> [Assigned task]: The response must contain every line below in which "count" appears.

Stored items
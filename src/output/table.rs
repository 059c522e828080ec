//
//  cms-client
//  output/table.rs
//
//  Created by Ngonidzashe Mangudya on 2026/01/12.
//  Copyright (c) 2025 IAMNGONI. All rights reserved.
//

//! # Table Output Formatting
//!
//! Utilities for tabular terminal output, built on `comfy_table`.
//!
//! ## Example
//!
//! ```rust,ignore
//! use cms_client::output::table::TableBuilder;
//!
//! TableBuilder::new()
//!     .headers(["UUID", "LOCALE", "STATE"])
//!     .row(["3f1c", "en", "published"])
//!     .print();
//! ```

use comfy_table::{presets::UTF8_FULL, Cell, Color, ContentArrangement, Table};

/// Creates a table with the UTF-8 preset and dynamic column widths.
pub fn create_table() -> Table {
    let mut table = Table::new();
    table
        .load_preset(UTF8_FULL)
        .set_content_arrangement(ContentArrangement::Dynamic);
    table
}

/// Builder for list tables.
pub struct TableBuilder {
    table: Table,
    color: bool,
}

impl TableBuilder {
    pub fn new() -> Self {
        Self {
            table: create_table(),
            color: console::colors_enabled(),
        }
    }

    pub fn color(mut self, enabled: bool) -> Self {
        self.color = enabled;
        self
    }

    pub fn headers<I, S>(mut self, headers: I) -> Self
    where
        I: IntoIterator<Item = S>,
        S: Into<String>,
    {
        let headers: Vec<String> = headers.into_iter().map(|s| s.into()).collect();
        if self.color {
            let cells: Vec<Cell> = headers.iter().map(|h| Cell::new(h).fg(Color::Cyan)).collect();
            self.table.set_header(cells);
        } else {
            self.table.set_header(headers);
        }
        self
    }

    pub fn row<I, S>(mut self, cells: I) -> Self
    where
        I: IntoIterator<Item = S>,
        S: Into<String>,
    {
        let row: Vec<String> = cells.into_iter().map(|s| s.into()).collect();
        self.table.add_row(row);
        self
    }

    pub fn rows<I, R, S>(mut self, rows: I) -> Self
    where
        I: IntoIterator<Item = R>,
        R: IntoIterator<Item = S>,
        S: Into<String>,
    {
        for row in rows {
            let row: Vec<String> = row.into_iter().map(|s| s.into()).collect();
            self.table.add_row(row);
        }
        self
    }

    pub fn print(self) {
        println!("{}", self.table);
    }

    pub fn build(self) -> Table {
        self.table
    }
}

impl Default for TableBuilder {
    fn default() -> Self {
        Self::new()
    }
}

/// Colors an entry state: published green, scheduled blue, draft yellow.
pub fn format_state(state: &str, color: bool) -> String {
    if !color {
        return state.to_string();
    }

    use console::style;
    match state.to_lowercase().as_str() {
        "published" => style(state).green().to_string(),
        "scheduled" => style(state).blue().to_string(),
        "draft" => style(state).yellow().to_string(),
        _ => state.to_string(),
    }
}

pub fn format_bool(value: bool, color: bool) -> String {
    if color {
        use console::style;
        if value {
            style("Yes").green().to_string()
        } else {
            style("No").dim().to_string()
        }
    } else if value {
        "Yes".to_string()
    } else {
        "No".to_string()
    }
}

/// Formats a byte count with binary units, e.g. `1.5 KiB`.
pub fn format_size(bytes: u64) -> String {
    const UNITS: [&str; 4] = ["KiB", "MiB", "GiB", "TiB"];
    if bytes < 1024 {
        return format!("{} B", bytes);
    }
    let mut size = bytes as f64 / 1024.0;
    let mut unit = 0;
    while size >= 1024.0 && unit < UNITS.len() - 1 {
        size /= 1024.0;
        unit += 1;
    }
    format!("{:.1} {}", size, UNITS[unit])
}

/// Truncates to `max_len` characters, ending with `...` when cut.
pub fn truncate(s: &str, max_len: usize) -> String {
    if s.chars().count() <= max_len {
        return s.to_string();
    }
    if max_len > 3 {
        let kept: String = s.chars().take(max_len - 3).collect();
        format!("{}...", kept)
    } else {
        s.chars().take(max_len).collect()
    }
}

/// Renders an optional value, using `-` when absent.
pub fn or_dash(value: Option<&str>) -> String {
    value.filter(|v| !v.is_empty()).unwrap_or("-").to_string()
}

--

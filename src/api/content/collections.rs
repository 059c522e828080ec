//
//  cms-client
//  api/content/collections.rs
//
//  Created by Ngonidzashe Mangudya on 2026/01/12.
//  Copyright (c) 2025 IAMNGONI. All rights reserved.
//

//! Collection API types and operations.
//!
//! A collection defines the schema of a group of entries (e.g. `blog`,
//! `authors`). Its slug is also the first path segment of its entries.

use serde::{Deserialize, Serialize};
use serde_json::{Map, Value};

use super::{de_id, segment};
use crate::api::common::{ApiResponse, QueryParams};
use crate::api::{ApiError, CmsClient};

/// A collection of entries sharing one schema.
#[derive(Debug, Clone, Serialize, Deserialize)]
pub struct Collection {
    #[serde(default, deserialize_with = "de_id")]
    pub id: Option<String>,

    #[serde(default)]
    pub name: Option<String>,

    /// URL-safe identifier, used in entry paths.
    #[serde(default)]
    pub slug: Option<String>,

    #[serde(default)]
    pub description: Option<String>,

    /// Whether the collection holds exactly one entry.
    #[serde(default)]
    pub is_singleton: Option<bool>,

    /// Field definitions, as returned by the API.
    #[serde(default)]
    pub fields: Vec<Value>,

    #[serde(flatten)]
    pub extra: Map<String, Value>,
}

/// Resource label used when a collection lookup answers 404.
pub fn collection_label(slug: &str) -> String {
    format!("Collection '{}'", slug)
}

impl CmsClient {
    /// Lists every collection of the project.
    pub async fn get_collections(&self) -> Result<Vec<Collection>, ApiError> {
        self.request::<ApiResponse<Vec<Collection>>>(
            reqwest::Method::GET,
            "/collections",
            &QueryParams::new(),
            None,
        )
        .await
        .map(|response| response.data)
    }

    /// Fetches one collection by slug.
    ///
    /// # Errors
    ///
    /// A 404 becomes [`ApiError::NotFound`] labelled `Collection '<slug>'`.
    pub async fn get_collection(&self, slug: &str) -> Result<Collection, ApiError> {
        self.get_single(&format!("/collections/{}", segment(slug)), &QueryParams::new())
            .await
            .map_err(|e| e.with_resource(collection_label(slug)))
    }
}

* * *

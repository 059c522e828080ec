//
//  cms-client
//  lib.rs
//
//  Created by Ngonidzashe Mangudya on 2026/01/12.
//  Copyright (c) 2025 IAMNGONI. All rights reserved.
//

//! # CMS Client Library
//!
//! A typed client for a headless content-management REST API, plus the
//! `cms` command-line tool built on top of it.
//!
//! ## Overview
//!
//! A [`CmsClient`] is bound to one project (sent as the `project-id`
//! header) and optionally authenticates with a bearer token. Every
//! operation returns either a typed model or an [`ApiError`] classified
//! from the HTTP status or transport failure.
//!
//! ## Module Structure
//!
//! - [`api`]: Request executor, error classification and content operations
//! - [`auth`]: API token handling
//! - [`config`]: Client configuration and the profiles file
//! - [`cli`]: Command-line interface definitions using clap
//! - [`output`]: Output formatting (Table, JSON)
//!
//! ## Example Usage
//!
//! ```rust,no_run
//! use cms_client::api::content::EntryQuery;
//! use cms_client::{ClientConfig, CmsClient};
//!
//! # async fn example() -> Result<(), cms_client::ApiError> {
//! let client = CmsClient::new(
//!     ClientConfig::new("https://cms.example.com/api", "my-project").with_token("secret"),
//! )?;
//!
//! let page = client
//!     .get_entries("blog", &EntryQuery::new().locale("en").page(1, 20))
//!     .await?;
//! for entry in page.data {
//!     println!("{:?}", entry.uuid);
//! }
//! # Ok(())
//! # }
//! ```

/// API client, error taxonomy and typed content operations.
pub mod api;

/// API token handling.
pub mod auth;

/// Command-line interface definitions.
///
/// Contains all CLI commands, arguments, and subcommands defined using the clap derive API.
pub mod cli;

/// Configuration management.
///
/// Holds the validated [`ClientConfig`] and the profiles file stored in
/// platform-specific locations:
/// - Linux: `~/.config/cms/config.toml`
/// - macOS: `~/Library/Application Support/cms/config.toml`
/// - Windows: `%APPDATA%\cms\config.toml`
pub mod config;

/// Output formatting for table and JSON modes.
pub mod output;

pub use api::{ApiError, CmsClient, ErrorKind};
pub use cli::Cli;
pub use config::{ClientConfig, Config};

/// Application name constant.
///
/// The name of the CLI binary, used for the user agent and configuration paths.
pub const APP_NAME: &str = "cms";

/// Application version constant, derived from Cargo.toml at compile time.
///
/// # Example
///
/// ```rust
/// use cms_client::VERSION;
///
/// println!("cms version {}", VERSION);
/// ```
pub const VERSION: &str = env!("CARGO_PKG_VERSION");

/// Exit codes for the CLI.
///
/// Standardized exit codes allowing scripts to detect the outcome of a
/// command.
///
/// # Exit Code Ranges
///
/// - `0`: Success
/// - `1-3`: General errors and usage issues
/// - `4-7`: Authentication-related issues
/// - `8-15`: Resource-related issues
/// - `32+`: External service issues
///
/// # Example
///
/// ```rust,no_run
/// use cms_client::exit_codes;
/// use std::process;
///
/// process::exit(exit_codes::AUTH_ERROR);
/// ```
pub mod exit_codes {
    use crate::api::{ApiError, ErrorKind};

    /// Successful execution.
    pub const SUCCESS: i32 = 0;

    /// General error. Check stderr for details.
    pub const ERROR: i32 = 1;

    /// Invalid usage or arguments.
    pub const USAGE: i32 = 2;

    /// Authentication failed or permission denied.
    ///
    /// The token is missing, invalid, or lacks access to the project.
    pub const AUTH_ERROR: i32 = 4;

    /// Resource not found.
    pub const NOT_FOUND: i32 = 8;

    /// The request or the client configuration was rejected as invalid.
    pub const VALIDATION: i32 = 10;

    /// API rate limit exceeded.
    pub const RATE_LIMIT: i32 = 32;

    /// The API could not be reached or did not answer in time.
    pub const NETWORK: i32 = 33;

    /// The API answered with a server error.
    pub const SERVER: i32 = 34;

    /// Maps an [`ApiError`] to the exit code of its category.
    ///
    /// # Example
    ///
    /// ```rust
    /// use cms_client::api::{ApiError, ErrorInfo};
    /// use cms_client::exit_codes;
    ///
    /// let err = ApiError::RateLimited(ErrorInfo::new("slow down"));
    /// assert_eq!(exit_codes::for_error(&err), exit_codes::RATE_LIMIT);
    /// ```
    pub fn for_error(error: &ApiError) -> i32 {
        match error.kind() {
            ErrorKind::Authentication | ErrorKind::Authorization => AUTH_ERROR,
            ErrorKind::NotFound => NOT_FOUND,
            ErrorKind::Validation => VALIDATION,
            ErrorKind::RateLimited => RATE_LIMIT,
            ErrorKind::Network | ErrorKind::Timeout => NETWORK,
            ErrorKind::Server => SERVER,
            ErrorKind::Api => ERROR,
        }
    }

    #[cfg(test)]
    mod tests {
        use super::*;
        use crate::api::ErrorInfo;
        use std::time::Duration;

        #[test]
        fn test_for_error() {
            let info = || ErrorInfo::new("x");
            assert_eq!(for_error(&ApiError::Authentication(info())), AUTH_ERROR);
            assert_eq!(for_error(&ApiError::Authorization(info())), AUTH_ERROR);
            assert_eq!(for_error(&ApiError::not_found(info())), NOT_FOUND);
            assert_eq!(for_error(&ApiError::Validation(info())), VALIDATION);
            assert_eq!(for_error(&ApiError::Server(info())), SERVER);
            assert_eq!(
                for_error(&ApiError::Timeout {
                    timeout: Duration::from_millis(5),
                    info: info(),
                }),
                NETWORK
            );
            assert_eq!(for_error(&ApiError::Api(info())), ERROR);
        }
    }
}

> [Written reply]:
/// Formats a byte count with binary units, e.g. `1.5 KiB`.
    if s.chars().count() <= max_len {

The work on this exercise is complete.